Begin with the first line of the listing and quote every line through the one containing "for integration tests."; give only those lines.

> Information supplied:
============

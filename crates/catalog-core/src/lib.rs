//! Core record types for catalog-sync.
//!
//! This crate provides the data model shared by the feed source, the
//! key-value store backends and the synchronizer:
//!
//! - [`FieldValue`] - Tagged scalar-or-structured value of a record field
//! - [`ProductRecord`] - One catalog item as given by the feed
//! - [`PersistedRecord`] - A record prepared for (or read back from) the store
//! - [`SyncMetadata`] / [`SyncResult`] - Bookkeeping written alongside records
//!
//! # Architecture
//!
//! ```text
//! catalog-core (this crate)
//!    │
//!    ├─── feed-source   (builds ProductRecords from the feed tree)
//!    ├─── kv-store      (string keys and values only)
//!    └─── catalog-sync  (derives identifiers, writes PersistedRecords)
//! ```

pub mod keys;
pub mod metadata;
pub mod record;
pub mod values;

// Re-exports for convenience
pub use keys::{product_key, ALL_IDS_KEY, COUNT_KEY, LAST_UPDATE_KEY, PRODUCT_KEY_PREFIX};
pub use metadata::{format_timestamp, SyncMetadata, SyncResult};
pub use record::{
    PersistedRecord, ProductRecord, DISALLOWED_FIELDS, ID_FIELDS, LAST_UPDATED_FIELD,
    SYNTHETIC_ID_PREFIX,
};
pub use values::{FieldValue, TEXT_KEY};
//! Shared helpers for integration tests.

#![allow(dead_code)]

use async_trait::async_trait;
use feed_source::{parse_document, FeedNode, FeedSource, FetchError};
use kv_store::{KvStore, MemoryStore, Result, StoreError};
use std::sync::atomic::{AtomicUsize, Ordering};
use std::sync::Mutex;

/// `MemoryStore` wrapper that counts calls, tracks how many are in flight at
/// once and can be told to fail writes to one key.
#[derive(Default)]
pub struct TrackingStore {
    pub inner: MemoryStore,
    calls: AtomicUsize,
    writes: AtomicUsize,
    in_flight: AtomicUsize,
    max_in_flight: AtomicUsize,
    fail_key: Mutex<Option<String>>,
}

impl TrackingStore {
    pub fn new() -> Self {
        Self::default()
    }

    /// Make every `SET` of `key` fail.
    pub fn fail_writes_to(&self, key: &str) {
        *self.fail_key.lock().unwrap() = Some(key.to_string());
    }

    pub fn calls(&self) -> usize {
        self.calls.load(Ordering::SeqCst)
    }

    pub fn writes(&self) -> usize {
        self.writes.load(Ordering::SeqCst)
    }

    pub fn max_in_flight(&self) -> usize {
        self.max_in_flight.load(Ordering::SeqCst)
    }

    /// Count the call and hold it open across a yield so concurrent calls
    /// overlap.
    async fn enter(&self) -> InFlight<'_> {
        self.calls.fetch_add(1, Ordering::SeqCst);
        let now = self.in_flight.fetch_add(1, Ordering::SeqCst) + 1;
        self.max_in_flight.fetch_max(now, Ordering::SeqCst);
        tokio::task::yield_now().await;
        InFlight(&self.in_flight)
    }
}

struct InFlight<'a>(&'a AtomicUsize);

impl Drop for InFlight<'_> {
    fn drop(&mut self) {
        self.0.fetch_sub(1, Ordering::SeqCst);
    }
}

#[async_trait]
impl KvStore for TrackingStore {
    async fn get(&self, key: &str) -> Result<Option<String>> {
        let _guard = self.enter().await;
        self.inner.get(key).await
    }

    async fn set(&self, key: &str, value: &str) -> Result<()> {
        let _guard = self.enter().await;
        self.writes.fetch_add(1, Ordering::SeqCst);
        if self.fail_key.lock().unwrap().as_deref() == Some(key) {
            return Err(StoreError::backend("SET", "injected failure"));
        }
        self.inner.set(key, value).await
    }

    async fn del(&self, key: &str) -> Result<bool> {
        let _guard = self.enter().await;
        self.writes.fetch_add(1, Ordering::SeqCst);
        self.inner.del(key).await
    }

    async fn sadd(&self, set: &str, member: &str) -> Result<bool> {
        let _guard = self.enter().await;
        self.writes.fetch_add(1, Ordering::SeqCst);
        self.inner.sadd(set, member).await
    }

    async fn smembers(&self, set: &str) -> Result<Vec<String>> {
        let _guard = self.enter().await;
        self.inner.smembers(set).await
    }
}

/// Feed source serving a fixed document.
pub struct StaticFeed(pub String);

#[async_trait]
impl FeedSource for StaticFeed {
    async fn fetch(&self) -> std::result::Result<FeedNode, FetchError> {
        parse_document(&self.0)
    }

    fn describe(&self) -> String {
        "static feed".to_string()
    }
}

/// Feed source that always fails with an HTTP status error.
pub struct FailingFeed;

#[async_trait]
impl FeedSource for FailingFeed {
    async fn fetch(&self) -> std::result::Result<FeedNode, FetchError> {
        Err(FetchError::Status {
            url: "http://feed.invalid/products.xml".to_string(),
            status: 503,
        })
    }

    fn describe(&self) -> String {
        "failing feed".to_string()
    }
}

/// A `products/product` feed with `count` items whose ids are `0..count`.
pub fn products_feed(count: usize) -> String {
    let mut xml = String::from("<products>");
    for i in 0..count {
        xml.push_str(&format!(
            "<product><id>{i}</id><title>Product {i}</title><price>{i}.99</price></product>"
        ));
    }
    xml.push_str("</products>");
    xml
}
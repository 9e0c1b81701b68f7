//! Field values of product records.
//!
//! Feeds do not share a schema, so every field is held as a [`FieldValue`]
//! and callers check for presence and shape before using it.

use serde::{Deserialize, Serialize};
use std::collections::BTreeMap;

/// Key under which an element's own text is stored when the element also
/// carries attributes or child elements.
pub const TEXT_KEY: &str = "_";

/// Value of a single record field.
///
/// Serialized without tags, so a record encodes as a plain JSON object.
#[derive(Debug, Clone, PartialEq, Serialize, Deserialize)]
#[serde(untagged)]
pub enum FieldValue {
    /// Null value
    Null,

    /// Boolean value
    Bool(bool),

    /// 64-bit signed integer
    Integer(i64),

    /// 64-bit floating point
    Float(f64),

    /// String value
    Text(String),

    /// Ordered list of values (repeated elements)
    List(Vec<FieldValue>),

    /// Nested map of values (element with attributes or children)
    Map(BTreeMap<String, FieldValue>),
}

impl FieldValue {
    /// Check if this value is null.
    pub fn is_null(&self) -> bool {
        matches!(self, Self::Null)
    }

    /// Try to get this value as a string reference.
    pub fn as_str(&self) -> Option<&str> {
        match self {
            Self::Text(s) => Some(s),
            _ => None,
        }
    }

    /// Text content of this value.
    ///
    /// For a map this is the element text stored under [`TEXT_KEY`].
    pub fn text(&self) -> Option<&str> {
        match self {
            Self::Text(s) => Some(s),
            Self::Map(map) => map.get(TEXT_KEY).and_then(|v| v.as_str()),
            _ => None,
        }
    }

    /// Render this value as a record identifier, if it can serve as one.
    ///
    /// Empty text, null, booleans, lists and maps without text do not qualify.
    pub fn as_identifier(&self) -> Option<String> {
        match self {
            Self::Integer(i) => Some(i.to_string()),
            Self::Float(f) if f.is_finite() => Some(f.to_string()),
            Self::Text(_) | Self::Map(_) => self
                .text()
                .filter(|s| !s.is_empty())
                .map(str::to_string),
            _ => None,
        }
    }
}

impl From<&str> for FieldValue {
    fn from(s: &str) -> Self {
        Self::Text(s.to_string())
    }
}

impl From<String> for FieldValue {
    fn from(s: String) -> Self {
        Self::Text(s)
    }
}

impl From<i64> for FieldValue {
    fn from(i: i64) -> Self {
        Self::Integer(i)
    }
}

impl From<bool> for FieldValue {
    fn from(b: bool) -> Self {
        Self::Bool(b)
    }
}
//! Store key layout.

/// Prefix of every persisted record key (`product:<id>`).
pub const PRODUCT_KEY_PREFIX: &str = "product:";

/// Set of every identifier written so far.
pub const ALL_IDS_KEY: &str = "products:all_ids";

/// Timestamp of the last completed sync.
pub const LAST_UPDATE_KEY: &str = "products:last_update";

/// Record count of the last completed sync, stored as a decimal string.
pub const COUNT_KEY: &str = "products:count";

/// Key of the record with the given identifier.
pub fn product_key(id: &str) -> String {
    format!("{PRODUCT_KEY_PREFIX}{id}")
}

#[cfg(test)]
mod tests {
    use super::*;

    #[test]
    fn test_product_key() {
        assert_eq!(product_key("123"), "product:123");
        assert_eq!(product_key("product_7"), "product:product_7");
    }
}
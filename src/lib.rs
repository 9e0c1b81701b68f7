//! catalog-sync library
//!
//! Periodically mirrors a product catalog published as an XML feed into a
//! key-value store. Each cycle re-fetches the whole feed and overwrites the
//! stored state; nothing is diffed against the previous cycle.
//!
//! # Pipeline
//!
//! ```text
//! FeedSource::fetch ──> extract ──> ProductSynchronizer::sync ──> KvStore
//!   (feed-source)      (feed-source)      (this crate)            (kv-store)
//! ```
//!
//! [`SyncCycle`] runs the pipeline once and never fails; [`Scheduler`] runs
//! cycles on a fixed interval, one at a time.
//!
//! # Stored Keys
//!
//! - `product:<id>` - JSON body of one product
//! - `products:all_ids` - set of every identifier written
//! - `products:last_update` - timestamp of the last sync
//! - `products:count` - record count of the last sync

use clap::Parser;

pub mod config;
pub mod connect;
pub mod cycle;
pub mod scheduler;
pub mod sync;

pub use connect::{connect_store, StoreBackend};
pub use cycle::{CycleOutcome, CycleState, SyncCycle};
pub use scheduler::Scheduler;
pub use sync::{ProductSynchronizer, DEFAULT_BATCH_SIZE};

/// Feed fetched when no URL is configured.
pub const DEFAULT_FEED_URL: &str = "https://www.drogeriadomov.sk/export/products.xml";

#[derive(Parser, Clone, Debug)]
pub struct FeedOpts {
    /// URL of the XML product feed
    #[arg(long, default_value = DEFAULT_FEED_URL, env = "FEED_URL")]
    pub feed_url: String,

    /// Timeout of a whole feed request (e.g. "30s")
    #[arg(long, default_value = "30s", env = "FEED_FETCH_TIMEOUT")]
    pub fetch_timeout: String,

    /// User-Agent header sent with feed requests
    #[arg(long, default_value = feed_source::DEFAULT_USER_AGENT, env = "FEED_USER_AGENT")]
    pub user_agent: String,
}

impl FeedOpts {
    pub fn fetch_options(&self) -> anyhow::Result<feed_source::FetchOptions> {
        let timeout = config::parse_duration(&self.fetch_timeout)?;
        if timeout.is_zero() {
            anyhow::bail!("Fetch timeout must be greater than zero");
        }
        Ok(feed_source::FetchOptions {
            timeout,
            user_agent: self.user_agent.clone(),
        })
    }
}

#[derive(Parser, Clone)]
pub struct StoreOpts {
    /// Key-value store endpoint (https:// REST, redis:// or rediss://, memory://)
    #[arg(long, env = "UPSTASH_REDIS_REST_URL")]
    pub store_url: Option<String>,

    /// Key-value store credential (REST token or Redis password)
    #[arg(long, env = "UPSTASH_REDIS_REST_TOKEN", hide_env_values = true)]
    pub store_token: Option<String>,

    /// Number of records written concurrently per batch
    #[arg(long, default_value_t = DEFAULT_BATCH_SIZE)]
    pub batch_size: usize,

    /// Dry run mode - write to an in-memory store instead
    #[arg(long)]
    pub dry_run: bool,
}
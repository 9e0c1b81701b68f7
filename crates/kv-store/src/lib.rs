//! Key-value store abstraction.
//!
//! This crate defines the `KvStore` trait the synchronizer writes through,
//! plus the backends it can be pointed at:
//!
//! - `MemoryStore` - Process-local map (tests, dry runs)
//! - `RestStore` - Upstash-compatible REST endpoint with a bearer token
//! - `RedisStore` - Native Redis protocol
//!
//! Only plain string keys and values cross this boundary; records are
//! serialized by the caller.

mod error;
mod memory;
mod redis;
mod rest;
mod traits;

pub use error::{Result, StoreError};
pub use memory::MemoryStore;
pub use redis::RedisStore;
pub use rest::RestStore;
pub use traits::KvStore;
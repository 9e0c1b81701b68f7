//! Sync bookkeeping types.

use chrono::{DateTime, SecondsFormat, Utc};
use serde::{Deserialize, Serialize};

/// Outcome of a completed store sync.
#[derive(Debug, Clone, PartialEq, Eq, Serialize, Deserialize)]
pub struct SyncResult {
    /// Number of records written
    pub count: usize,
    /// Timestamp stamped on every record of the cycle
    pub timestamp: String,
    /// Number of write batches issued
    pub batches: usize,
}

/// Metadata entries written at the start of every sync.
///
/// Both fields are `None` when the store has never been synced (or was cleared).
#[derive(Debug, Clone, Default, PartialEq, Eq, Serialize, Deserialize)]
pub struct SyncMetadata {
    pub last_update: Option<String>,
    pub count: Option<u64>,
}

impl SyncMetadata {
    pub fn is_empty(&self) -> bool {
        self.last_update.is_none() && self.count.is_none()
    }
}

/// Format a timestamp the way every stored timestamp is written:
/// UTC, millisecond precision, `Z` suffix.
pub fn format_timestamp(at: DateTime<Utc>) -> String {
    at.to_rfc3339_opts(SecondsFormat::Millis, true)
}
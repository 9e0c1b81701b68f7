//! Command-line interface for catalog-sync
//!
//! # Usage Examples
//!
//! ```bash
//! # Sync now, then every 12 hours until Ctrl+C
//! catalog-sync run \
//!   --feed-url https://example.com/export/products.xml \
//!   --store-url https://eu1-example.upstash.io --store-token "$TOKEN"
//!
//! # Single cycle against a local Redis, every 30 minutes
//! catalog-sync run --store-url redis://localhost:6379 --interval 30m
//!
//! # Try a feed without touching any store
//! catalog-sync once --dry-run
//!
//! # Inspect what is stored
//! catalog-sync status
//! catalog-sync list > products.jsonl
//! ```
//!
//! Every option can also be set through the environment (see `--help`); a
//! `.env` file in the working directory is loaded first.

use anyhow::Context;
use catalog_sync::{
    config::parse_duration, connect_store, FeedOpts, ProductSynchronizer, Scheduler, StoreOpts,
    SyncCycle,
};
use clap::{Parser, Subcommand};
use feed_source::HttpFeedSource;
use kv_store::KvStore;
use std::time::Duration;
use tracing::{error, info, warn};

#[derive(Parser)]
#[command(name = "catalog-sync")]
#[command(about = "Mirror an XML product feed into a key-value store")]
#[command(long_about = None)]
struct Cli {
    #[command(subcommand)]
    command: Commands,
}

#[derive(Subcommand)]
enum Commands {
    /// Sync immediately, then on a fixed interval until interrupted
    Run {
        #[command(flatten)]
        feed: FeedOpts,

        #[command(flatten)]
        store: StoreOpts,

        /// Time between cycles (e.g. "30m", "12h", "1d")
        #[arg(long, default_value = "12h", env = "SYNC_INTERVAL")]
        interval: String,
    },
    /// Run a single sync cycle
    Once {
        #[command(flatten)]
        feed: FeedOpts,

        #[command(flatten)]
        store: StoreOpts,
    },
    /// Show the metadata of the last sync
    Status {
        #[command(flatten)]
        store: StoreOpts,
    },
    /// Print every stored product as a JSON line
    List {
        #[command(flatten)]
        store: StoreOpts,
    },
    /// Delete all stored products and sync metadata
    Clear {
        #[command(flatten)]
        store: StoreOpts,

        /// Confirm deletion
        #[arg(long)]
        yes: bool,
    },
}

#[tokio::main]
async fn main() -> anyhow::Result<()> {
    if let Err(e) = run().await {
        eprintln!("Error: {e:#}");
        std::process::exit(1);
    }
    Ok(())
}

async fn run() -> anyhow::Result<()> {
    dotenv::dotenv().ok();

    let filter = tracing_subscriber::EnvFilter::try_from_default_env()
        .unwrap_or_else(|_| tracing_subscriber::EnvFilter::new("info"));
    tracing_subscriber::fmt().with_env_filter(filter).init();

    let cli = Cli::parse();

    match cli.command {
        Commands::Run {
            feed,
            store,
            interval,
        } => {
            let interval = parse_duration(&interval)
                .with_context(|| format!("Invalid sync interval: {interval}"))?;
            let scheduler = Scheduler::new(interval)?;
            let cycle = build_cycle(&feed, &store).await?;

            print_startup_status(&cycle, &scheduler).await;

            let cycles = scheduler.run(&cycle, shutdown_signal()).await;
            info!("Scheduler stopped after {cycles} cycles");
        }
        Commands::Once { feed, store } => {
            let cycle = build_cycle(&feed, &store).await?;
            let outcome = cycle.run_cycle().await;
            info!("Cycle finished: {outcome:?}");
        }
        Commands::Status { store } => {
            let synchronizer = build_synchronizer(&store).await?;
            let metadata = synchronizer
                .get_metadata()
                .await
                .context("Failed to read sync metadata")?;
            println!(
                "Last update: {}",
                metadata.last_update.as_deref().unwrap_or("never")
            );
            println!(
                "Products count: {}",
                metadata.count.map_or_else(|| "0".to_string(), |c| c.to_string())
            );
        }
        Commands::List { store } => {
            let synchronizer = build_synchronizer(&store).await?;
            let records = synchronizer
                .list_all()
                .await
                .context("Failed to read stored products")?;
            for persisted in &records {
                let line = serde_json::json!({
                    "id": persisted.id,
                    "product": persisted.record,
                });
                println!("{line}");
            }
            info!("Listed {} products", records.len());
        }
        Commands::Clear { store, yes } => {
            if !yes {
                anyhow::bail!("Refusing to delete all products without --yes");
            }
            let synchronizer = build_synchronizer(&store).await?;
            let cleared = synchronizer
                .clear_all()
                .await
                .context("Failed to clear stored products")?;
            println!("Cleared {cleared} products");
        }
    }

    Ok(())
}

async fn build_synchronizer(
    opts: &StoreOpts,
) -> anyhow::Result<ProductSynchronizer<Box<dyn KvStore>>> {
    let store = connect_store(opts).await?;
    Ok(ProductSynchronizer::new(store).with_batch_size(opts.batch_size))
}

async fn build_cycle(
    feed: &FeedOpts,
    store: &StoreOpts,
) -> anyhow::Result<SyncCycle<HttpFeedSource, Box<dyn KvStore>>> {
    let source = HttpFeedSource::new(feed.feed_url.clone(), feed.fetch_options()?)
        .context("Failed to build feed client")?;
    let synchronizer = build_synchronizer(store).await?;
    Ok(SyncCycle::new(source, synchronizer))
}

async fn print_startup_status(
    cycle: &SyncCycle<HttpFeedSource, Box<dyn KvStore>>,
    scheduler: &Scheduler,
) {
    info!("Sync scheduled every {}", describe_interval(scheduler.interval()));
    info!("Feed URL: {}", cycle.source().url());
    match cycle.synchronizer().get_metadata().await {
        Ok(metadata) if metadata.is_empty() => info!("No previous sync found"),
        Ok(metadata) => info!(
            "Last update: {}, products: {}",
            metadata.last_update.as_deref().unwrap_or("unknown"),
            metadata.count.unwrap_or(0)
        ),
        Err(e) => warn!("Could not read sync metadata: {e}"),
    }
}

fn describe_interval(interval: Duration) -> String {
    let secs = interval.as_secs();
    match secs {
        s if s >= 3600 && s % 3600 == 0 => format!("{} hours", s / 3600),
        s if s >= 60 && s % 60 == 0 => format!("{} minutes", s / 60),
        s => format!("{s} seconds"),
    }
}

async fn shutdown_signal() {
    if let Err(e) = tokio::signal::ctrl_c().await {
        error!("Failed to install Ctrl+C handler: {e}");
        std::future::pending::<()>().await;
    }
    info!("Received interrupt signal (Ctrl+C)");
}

============

> Answer to this task:
filename crates/catalog-core/src/lib.rs
//! Core record types for catalog-sync.
//!
//! This crate provides the data model shared by the feed source, the
//! key-value store backends and the synchronizer:
//!
//! - [`FieldValue`] - Tagged scalar-or-structured value of a record field
//! - [`ProductRecord`] - One catalog item as given by the feed
//! - [`PersistedRecord`] - A record prepared for (or read back from) the store
//! - [`SyncMetadata`] / [`SyncResult`] - Bookkeeping written alongside records
//!
//! # Architecture
//!
//! ```text
//! catalog-core (this crate)
//!    │
//!    ├─── feed-source   (builds ProductRecords from the feed tree)
//!    ├─── kv-store      (string keys and values only)
//!    └─── catalog-sync  (derives identifiers, writes PersistedRecords)
//! ```

pub mod keys;
pub mod metadata;
pub mod record;
pub mod values;

// Re-exports for convenience
pub use keys::{product_key, ALL_IDS_KEY, COUNT_KEY, LAST_UPDATE_KEY, PRODUCT_KEY_PREFIX};
pub use metadata::{format_timestamp, SyncMetadata, SyncResult};
pub use record::{
    PersistedRecord, ProductRecord, DISALLOWED_FIELDS, ID_FIELDS, LAST_UPDATED_FIELD,
    SYNTHETIC_ID_PREFIX,
};
pub use values::{FieldValue, TEXT_KEY};
//! Shared helpers for integration tests.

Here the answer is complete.